I campioni di DNA sono stati analizzati mediante un DNA microarray, una tecnologia in grado di leggere centinaia di migliaia di variazioni (polimorfismi) su tutto il genoma, che ha permesso di analizzare per ogni partecipante circa 9 milioni di varianti genetiche e di rilevare la regione del DNA responsabile delle diverse manifestazioni della malattia. In questa regione, alcune persone (circa il 7% della popolazione italiana) hanno una serie di variazioni dei nucleotidi (le singole componenti che costituiscono la catena del DNA) che vengono ereditati insieme e formano un aplotipo, ovvero l'insieme di queste variazioni.
"I risultati dello studio Origin - spiega Marina Noris, Responsabile del Centro di Genomica umana dell'Istituto Mario Negri - dimostrano che chi è stato esposto al virus ed è portatore dell'aplotipo di Neanderthal aveva più del doppio del rischio di sviluppare Covid grave (polmonite), quasi tre volte in più il rischio di aver bisogno di terapia intensiva e un rischio ancora maggiore di aver bisogno di ventilazione meccanica rispetto ai soggetti che non hanno questo aplotipo".

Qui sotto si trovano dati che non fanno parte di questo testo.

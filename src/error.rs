use std::io;

use thiserror::Error;

use crate::uf2::BLOCK_LEN;

/// Errors raised while fetching the base firmware image from an external source
#[derive(Debug, Error)]
pub enum RetrievalError {
    #[error("I/O error: {}", _0)]
    IoError(#[from] io::Error),
    #[error("The firmware image is empty")]
    Empty,
    #[error(
        "The firmware image is {} bytes long, which is not a multiple of the {} byte block size",
        _0,
        BLOCK_LEN
    )]
    Truncated(usize),
    #[error("The firmware image is not valid text")]
    NotText,
    #[error("Firmware block {} is numbered {}", expected, actual)]
    BlockIndex { expected: u32, actual: u32 },
    #[error("The firmware image does not end with an end-of-file record")]
    MissingEndOfFile,
}

/// Errors that abort an export
#[derive(Debug, Error)]
pub enum Error {
    #[error("Malformed block - expected {} bytes, got {}", BLOCK_LEN, _0)]
    MalformedBlock(usize),
    #[error("Invalid magic value {value:#010x} at block offset {offset:#x}")]
    InvalidMagic { offset: usize, value: u32 },
    #[error("Record payload is {} bytes long, the maximum is 255", _0)]
    PayloadTooLarge(usize),
    #[error("Could not encode HEX record: {}", _0)]
    RecordEncoding(String),
    #[error("Record address {:#x} does not fit in 16 bits", _0)]
    AddressOutOfRange(u32),
    #[error("A flash of {} MiB does not fit in the 32-bit address space", _0)]
    FlashSizeTooLarge(u32),
    #[error("Flash of {size:#x} bytes at {base:#010x} exceeds the 32-bit address space")]
    FlashOutOfRange { base: u32, size: u32 },
    #[error("Could not retrieve the firmware image: {}", _0)]
    RetrievalFailure(#[from] RetrievalError),
    #[error("I/O error: {}", _0)]
    IoError(#[from] io::Error),
}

Questa suscettibilità è collegata in particolare alla presenza di tre dei sei geni di questa regione che si trovano sul cromosoma 3: si tratta dei geni CCR9 e CXCR6, responsabili di richiamare i globuli bianchi e causare infiammazione durante le infezioni, e del gene LZTFL1, che regola lo sviluppo e la funzione delle cellule epiteliali nelle vie respiratorie, condizionando le diverse manifestazioni della malattia.
Non è chiaro quale gene giochi il ruolo più importante. Inoltre, lo studio ha identificato altre 17 nuove regioni genomiche (loci) di cui 10 potenzialmente associate a malattia severa e 7 potenzialmente associate a rischio di contrarre l'infezione.